Goal of the exercise ▸ Repeat the lines from the line with "pub fn new()" to the line with "Swap the symbol" in the listing below, keeping both end lines and adding nothing.
───── Supplied records
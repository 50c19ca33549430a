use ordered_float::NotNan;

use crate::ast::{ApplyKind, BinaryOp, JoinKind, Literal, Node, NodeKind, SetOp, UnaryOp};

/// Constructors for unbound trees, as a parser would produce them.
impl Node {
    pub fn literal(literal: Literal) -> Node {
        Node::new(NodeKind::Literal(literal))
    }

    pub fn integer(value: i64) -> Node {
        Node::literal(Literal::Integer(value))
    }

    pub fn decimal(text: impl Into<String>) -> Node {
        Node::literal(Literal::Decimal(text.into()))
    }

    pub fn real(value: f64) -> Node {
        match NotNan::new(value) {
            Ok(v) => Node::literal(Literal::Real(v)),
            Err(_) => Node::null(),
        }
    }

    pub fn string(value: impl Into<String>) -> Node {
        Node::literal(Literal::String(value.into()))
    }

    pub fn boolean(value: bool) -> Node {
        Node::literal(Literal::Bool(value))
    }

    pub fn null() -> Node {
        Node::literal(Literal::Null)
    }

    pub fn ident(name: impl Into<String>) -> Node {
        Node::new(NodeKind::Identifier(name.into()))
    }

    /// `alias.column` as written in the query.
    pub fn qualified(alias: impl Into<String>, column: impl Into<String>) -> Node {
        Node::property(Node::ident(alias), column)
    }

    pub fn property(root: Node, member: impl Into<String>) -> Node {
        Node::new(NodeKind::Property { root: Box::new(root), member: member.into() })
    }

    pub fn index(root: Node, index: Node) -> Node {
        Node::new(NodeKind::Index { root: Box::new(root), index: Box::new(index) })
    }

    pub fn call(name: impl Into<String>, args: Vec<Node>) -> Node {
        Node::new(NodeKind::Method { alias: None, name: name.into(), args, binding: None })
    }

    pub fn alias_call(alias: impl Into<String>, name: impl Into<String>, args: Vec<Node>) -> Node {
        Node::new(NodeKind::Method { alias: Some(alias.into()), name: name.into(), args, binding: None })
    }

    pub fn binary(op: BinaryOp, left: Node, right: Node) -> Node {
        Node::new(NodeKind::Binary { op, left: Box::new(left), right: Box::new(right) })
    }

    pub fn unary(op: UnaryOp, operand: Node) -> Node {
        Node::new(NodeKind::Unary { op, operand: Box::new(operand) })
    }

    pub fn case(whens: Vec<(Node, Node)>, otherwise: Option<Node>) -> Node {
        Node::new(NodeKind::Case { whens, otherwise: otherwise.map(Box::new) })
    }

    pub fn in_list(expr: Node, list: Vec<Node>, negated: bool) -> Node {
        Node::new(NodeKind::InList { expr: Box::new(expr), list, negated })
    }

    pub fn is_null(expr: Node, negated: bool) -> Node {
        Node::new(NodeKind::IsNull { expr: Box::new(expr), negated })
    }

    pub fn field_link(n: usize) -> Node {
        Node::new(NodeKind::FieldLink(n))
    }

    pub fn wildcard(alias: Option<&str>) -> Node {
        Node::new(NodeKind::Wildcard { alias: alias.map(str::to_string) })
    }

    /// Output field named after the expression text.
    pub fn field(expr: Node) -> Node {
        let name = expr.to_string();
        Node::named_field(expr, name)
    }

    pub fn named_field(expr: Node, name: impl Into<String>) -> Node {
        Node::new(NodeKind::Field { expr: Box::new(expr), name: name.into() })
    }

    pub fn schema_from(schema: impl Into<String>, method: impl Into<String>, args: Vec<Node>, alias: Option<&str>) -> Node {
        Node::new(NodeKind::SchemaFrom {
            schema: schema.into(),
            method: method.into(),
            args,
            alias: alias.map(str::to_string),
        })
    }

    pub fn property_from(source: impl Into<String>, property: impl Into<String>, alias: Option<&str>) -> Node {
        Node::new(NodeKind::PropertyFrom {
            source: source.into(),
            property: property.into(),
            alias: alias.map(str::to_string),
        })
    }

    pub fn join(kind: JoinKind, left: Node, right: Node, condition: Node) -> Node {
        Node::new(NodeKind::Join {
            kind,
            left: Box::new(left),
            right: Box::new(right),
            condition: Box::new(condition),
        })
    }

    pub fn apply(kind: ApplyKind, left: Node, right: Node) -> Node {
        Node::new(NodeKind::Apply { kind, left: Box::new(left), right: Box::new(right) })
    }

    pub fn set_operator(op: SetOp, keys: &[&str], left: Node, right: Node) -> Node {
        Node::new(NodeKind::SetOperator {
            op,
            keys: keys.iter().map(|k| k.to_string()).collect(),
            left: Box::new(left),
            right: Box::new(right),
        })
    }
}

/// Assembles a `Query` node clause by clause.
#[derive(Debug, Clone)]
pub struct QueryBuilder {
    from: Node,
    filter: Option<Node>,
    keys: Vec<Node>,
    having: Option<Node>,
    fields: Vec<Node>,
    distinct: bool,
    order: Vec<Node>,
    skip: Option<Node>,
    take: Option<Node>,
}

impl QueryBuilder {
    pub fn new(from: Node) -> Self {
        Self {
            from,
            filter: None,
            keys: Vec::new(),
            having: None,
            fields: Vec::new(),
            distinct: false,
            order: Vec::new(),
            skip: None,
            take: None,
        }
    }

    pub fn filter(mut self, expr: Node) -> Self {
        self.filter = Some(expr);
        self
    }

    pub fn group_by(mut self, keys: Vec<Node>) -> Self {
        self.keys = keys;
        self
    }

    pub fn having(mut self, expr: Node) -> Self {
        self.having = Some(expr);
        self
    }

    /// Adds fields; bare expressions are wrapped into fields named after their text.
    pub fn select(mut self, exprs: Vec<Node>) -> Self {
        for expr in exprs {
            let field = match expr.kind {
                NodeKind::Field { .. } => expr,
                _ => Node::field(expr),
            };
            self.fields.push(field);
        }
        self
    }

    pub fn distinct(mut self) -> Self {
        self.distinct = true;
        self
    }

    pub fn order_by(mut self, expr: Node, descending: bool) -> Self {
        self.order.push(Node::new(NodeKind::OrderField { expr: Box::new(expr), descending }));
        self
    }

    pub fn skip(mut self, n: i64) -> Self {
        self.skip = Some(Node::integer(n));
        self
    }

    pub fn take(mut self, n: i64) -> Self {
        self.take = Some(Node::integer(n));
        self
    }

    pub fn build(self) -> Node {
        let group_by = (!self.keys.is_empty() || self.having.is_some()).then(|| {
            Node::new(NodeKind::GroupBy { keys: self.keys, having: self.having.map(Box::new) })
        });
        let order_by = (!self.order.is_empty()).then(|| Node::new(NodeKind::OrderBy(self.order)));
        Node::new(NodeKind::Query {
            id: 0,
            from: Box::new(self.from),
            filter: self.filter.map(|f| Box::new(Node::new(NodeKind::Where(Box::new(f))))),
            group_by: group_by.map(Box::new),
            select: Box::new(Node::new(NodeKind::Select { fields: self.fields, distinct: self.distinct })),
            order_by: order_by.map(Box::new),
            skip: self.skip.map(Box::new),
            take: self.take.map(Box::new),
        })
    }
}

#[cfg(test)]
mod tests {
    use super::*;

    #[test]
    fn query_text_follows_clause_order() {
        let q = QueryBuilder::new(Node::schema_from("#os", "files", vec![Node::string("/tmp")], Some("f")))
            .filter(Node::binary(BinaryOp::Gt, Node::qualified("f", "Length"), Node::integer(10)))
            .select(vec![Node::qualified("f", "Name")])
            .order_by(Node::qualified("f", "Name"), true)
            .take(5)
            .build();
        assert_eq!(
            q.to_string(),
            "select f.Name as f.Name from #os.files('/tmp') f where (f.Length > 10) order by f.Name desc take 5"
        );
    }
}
──────────
───── Supplied records
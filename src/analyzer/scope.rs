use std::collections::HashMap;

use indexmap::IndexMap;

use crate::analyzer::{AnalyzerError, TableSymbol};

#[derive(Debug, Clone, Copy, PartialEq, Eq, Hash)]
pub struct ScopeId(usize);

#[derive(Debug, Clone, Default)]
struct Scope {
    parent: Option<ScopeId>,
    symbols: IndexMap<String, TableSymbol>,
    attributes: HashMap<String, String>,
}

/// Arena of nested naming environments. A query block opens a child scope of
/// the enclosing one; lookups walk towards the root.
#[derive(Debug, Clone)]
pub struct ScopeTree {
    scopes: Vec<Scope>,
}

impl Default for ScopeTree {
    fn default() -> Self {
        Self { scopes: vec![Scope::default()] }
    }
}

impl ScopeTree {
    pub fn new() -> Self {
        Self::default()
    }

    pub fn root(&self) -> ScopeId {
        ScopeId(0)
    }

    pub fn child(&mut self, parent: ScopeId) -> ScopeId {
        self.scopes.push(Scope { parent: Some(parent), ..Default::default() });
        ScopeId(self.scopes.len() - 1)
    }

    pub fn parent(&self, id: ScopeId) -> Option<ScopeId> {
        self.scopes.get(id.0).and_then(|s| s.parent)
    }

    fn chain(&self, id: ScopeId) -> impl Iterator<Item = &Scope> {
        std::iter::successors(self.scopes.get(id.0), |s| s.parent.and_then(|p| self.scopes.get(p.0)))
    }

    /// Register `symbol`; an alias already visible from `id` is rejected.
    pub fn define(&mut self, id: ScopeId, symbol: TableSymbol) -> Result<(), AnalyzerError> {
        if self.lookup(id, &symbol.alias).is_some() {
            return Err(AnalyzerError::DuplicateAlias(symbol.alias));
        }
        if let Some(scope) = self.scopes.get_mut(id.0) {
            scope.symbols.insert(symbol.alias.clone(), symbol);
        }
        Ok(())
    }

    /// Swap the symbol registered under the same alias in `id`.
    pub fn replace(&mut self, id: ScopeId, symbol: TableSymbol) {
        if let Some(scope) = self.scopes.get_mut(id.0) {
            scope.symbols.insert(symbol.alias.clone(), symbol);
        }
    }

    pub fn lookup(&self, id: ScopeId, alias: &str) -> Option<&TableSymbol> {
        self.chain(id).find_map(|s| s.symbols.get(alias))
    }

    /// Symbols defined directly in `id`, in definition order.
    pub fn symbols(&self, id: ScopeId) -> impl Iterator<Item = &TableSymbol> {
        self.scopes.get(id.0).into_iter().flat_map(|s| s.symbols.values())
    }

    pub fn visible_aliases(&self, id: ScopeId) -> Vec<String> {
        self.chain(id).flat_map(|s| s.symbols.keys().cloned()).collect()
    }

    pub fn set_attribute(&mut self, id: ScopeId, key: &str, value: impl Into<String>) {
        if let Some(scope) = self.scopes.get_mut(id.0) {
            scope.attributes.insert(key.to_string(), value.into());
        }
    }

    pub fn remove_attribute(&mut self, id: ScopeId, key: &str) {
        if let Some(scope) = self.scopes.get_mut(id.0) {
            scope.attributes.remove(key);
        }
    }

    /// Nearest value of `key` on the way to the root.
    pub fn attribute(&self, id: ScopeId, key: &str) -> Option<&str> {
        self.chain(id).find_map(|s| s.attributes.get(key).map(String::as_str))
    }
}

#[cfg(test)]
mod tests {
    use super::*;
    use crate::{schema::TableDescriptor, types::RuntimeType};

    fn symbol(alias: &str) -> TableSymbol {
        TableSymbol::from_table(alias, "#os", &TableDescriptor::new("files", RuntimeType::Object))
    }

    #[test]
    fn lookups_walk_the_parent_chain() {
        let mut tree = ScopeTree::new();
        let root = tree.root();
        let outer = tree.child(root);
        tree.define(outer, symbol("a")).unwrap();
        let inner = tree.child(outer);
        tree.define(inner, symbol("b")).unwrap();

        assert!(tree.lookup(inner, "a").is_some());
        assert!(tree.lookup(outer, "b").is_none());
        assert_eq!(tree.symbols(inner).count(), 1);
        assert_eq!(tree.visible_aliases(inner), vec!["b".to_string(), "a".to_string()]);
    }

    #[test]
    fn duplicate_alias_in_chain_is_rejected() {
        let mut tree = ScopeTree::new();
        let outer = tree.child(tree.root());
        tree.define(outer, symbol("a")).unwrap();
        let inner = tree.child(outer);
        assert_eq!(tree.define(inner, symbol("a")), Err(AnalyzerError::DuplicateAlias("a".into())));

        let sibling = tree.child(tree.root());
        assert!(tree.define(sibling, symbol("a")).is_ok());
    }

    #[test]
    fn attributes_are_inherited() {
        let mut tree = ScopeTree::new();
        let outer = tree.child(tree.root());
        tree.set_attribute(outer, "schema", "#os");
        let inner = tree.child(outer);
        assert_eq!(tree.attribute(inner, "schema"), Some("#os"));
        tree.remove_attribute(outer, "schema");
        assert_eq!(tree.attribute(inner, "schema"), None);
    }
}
──────────
Solution to the exercise ▸
    pub fn new() -> Self {
        Self::default()
    }

    pub fn root(&self) -> ScopeId {
        ScopeId(0)
    }

    pub fn child(&mut self, parent: ScopeId) -> ScopeId {
        self.scopes.push(Scope { parent: Some(parent), ..Default::default() });
        ScopeId(self.scopes.len() - 1)
    }

    pub fn parent(&self, id: ScopeId) -> Option<ScopeId> {
        self.scopes.get(id.0).and_then(|s| s.parent)
    }

    fn chain(&self, id: ScopeId) -> impl Iterator<Item = &Scope> {
        std::iter::successors(self.scopes.get(id.0), |s| s.parent.and_then(|p| self.scopes.get(p.0)))
    }

    /// Register `symbol`; an alias already visible from `id` is rejected.
    pub fn define(&mut self, id: ScopeId, symbol: TableSymbol) -> Result<(), AnalyzerError> {
        if self.lookup(id, &symbol.alias).is_some() {
            return Err(AnalyzerError::DuplicateAlias(symbol.alias));
        }
        if let Some(scope) = self.scopes.get_mut(id.0) {
            scope.symbols.insert(symbol.alias.clone(), symbol);
        }
        Ok(())
    }

    /// Swap the symbol registered under the same alias in `id`.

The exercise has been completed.